On the one hand, Big Tech claims in the antitrust world that monopolies are never a problem; due to the extremely rapid pace of technical innovation, today’s monopolies will become obsolete tomorrow. On the other hand, Big Tech claims that that the technology for age verification has not meaningfully advanced in decades; they frequently cite a Supreme Court case from 1997, Reno v. ACLU, when they claim that age verification is unconstitutional.
As an ex-Google engineer who built a proof-of-concept for privacy-conscious age verification, I can tell you that NetChoice is greatly exaggerating the privacy concerns here. In the past, Big Tech would deploy their engineers to solve problems like this. Today, they deploy their lobbyists to tell policymakers that these problems cannot be solved.
But even if we accept NetChoice’s argument at face value—that age verification is a major threat to privacy—it still does not follow that Big Tech is motivated by a genuine concern for privacy. Once again, we will find that their left hand tells policymakers one thing, while their right hand does the opposite.

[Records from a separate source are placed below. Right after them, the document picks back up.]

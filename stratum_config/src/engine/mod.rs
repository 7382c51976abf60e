//! The configuration engine.
//!
//! [`ConfigEngine`] owns every manifest, every merged tree, the keybinds
//! ownership map and the dirty set. It is a plain value: the host creates one
//! in its composition root and passes it by reference to collaborators. All
//! mutating operations take `&mut self`; hosts that share the engine across
//! threads wrap it in their own mutex.
//!
//! Typical lifecycle:
//!
//! 1. [`ConfigEngine::register_plugin_manifest`] for each component.
//! 2. [`ConfigEngine::finalize`] to aggregate the framework `settings`.
//! 3. [`ConfigEngine::reconcile_plugin_states`] and
//!    [`ConfigEngine::reconcile_hook_states`] once plugins and hooks are known.
//! 4. [`ConfigEngine::process_all_system_configurations`].
//! 5. Accessors and binding edits, then [`ConfigEngine::save_all_dirty`].

mod accessors;
mod aggregate;
mod bindings;
mod reconcile;
mod save;
mod views;

use std::collections::BTreeMap;
use std::sync::Arc;

use camino::Utf8Path;
use tracing::{debug, info};

use crate::manifest::FRAMEWORK;
use crate::{
    ComponentInfo, DirtyTracker, EngineEvents, EngineOptions, InitializationReport, Manifest,
    ManifestStore, Node, SettingChanged, SharedTree, System, UserFileLayout,
};

/// Per-system trees of isolated systems, keyed by component.
type IsolatedTrees = BTreeMap<System, BTreeMap<String, Node>>;

/// Hierarchical multi-source configuration engine.
///
/// # Examples
///
/// ```
/// use serde_json::json;
/// use stratum_config::{ConfigEngine, InitializationReport, Manifest, System, UserFileLayout};
///
/// let dir = tempfile::tempdir()?;
/// let layout = UserFileLayout::new(dir.path().to_str().expect("utf-8 path"));
/// let mut engine = ConfigEngine::with_layout(layout);
/// engine.register_plugin_manifest(
///     "framework",
///     Manifest::framework_default().with_defaults(System::Logging, json!({"level": {"value": "info"}})),
/// );
///
/// let mut report = InitializationReport::default();
/// engine.finalize(&mut report);
/// engine.process_all_system_configurations(&mut report);
///
/// assert_eq!(engine.get_value("framework", "logging.level", json!(null)), json!("info"));
/// assert!(engine.is_dirty("framework"));
/// # Ok::<_, std::io::Error>(())
/// ```
#[derive(Debug)]
pub struct ConfigEngine {
    manifests: ManifestStore,
    layout: UserFileLayout,
    isolated: IsolatedTrees,
    shared: SharedTree,
    keybinds_merged: bool,
    component_info: BTreeMap<String, ComponentInfo>,
    tracker: DirtyTracker,
    events: EngineEvents,
    finalized: bool,
}

impl ConfigEngine {
    /// Creates an engine whose user files follow `options`.
    #[must_use]
    pub fn new(options: &EngineOptions) -> Self {
        Self::with_layout(options.layout())
    }

    /// Creates an engine reading and writing user files through `layout`.
    #[must_use]
    pub fn with_layout(layout: UserFileLayout) -> Self {
        Self {
            manifests: ManifestStore::new(),
            layout,
            isolated: IsolatedTrees::new(),
            shared: SharedTree::new(),
            keybinds_merged: false,
            component_info: BTreeMap::new(),
            tracker: DirtyTracker::new(),
            events: EngineEvents::default(),
            finalized: false,
        }
    }

    /// The user file layout in use.
    #[must_use]
    pub const fn layout(&self) -> &UserFileLayout {
        &self.layout
    }

    /// Registered manifests.
    #[must_use]
    pub const fn manifests(&self) -> &ManifestStore {
        &self.manifests
    }

    /// Registers `manifest` under `name`; a later registration replaces it.
    ///
    /// Merged trees are only recomputed by the next processing call.
    pub fn register_plugin_manifest(&mut self, name: impl Into<String>, manifest: Manifest) {
        let component: String = name.into();
        let previous = self.manifests.register(component.clone(), manifest);
        if previous.is_some() {
            debug!(%component, "manifest replaced");
        } else {
            debug!(%component, "manifest registered");
        }
    }

    /// Drops a plugin manifest and the isolated trees derived from it.
    ///
    /// The shared keybinds tree is rebuilt on the next call to
    /// [`ConfigEngine::merge_priority_system`]. Returns `false` for the
    /// framework and for unknown names.
    pub fn unregister_plugin_manifest(&mut self, name: &str) -> bool {
        if self.manifests.unregister(name).is_none() {
            debug!(component = name, "nothing to unregister");
            return false;
        }
        for trees in self.isolated.values_mut() {
            trees.remove(name);
        }
        self.component_info.remove(name);
        self.tracker.forget(name);
        true
    }

    /// Loads the framework manifest and aggregates `settings`.
    ///
    /// The built-in framework manifest is registered when the host has not
    /// supplied one.
    pub fn finalize(&mut self, report: &mut InitializationReport) {
        if self.manifests.ensure_framework() {
            info!("using built-in framework manifest");
            report.info("framework: no manifest registered; using built-in defaults");
        }
        self.aggregate_isolated_system(System::Settings, report);
        self.component_info.insert(
            FRAMEWORK.to_owned(),
            ComponentInfo::new(FRAMEWORK, self.manifests.get(FRAMEWORK), true),
        );
        self.finalized = true;
    }

    /// `true` once [`ConfigEngine::finalize`] has run.
    #[must_use]
    pub const fn is_finalized(&self) -> bool {
        self.finalized
    }

    /// Recomputes every system from manifests and user files.
    ///
    /// `settings` is aggregated first so the keybinds merge sees the current
    /// plugin states. The framework's reconciled `plugin_states` and
    /// `hook_states` maps carry over; every other unsaved in-memory edit is
    /// replaced by the recomputed trees, so call
    /// [`ConfigEngine::save_all_dirty`] first to keep them. Each corrupt user
    /// file is reported once per call.
    pub fn process_all_system_configurations(&mut self, report: &mut InitializationReport) {
        let state_maps = self.framework_state_maps();
        self.tracker.reset_corrupted();
        self.aggregate_isolated_system(System::Settings, report);
        self.restore_state_maps(state_maps);
        for system in System::ALL {
            match system {
                System::Settings => {}
                System::Keybinds => self.merge_priority_system(system, report),
                _ => self.aggregate_isolated_system(system, report),
            }
        }
    }

    /// `true` when `component`'s user file is stale.
    #[must_use]
    pub fn is_dirty(&self, component: &str) -> bool {
        self.tracker.is_dirty(component)
    }

    /// Stale components in name order.
    pub fn dirty_components(&self) -> impl Iterator<Item = &str> {
        self.tracker.components()
    }

    /// User files that failed to parse at their last load.
    pub fn corrupted_files(&self) -> impl Iterator<Item = &Utf8Path> {
        self.tracker.corrupted()
    }

    /// Forces `component`'s user file to be rewritten at the next save.
    pub fn mark_dirty(&mut self, component: &str) {
        self.tracker.mark(component);
    }

    /// Registers a setting-changed handler.
    pub fn on_setting_changed<F>(&mut self, handler: F)
    where
        F: Fn(&SettingChanged) + Send + Sync + 'static,
    {
        self.events.on_setting_changed(Arc::new(handler));
    }

    /// Registers a keybinds-modified handler.
    pub fn on_keybinds_modified<F>(&mut self, handler: F)
    where
        F: Fn() + Send + Sync + 'static,
    {
        self.events.on_keybinds_modified(Arc::new(handler));
    }

    /// `true` when `component` may carry user overrides.
    fn allows_user_config(&self, component: &str) -> bool {
        self.manifests
            .get(component)
            .is_some_and(|manifest| manifest.config.allow_user_config)
    }

    /// Marks `component` dirty when it may carry user overrides.
    fn touch(&mut self, component: &str) {
        if self.allows_user_config(component) {
            self.tracker.mark(component);
        }
    }
}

Now if you were an independent privacy advocate who coincidentally sided with NetChoice on the issue of age verification, you would still support the parts of Utah’s law that banned the collection and use of kids’ personal information, and you would likely support the ban on advertising for kids.
When NetChoice sued Utah in December, though, they took a very different approach. In addition to challenging the constitutionality of age verification, they also argued that they have a First Amendment right to collect your kids’ personal information (Count VIII of the lawsuit). In addition to that, they argued that the ban on advertising for kids also violated the First Amendment (Count IV of the lawsuit).
On the one hand, NetChoice claimed in March 2023 that Utah’s law “will force businesses to collect more — not less — of people’s sensitive personal data, including teens” (emphasis added). On the other hand, in December 2023, they claimed in a lawsuit that they have a constitutional right to collect more data from those same teens.
Somehow, I do not think that the Big Tech company genuinely cares about the privacy of your kids.
In the past, I have joked that whenever Big Tech—and certain libertarian DC think tank staffers—see a tech bill they dislike, they will reflexively claim that said bill violates the First Amendment. (Spoiler alert: not every “bad” bill violates the First Amendment.) That joke takes on a life of its own, however, when Big Tech claims that they have a First Amendment right to violate your kids’ privacy.